Visible light to the second near-infrared light-harvesting donor–acceptor1–donor–acceptor2-type terpolymers for boosted photocatalytic hydrogen evolution via dual-sulfone-acceptor engineering

Developing visible to near-infrared light-absorbing conjugated polymer photocatalysts is crucial for enhancing solar energy utilization efficiency, as most conjugated organic polymers only absorb light in the visible range. In this work, we firstly developed a novel thiophene S,S-dioxide (TDO) monomer with the stronger electron-withdrawing character, and then prepared a series of donor–acceptor1–donor–acceptor2-type (D–A1–D–A2-type) conjugated terpolymers (THTDB-1–THTDB-5) by statistically adjusting the molar ratio of two sulfone-based acceptor monomers, dibenzothiophene-S,S-dioxide (BTDO, A1) and TDO (A2).

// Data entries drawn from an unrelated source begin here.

use anyhow::Result;
use colored::Colorize;
use std::io::Write;
use tokio::io::{AsyncBufReadExt, BufReader};

use super::render::{initialize_with_progress, submit_and_render};
use crate::cli::print_models;
use crate::session::ChatSession;

/// One line of REPL input
#[derive(Debug, PartialEq, Eq)]
enum ReplCommand<'a> {
    Prompt(&'a str),
    Models,
    Model(&'a str),
    Load,
    Help,
    Quit,
    Unknown(&'a str),
}

fn parse_line(line: &str) -> ReplCommand<'_> {
    let trimmed = line.trim();
    let Some(command) = trimmed.strip_prefix('/') else {
        return ReplCommand::Prompt(line);
    };

    let (name, arg) = match command.split_once(char::is_whitespace) {
        Some((name, arg)) => (name, arg.trim()),
        None => (command, ""),
    };
    match name {
        "models" => ReplCommand::Models,
        "model" if !arg.is_empty() => ReplCommand::Model(arg),
        "load" => ReplCommand::Load,
        "help" => ReplCommand::Help,
        "quit" | "exit" => ReplCommand::Quit,
        _ => ReplCommand::Unknown(trimmed),
    }
}

fn print_help() {
    println!("  /models       list models");
    println!("  /model <id>   switch model");
    println!("  /load         retry loading the local model");
    println!("  /quit         leave");
}

fn prompt_marker(session: &ChatSession) {
    print!("{} ", format!("[{}] >", session.selected_model().id).cyan());
    let _ = std::io::stdout().flush();
}

/// Line-based chat loop over stdin
pub async fn run_repl(session: &ChatSession) -> Result<()> {
    println!(
        "Deep Search - chatting with {} (type /help for commands)",
        session.selected_model().name.green()
    );
    for message in session.messages() {
        println!("{}", message.content.dimmed());
    }
    initialize_with_progress(session).await;

    let mut lines = BufReader::new(tokio::io::stdin()).lines();
    prompt_marker(session);
    while let Some(line) = lines.next_line().await? {
        match parse_line(&line) {
            ReplCommand::Prompt(text) => {
                if !text.trim().is_empty() {
                    session.set_input(text);
                    submit_and_render(session).await;
                }
            }
            ReplCommand::Models => print_models(),
            ReplCommand::Model(id) => match session.select_model(id).await {
                Ok(()) => {
                    println!("Switched to {}", session.selected_model().name.green());
                    initialize_with_progress(session).await;
                }
                Err(e) => eprintln!("{}", e.to_string().red()),
            },
            ReplCommand::Load => initialize_with_progress(session).await,
            ReplCommand::Help => print_help(),
            ReplCommand::Quit => break,
            ReplCommand::Unknown(command) => {
                eprintln!("Unknown command: {} (try /help)", command);
            }
        }
        prompt_marker(session);
    }

    Ok(())
}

These terpolymers demonstrate a gradually expanding absorption range from visible light to the second near-infrared (Vis-to-NIR-II) region with the gradual increase of the TDO contents in the polymer skeleton, showcasing excellent absorption properties and efficient light-capturing capabilities. The optimized D–A1–D–A2 polymer photocatalyst THTDB-4 exhibits a high hydrogen evolution rate of 21.27 mmol g–1 h−1 under visible light without any co-catalyst. The dual-sulfone-acceptor engineering offers a viable approach for developing efficient the longer Vis-to-NIR-II light-harvesting polymer photocatalysts.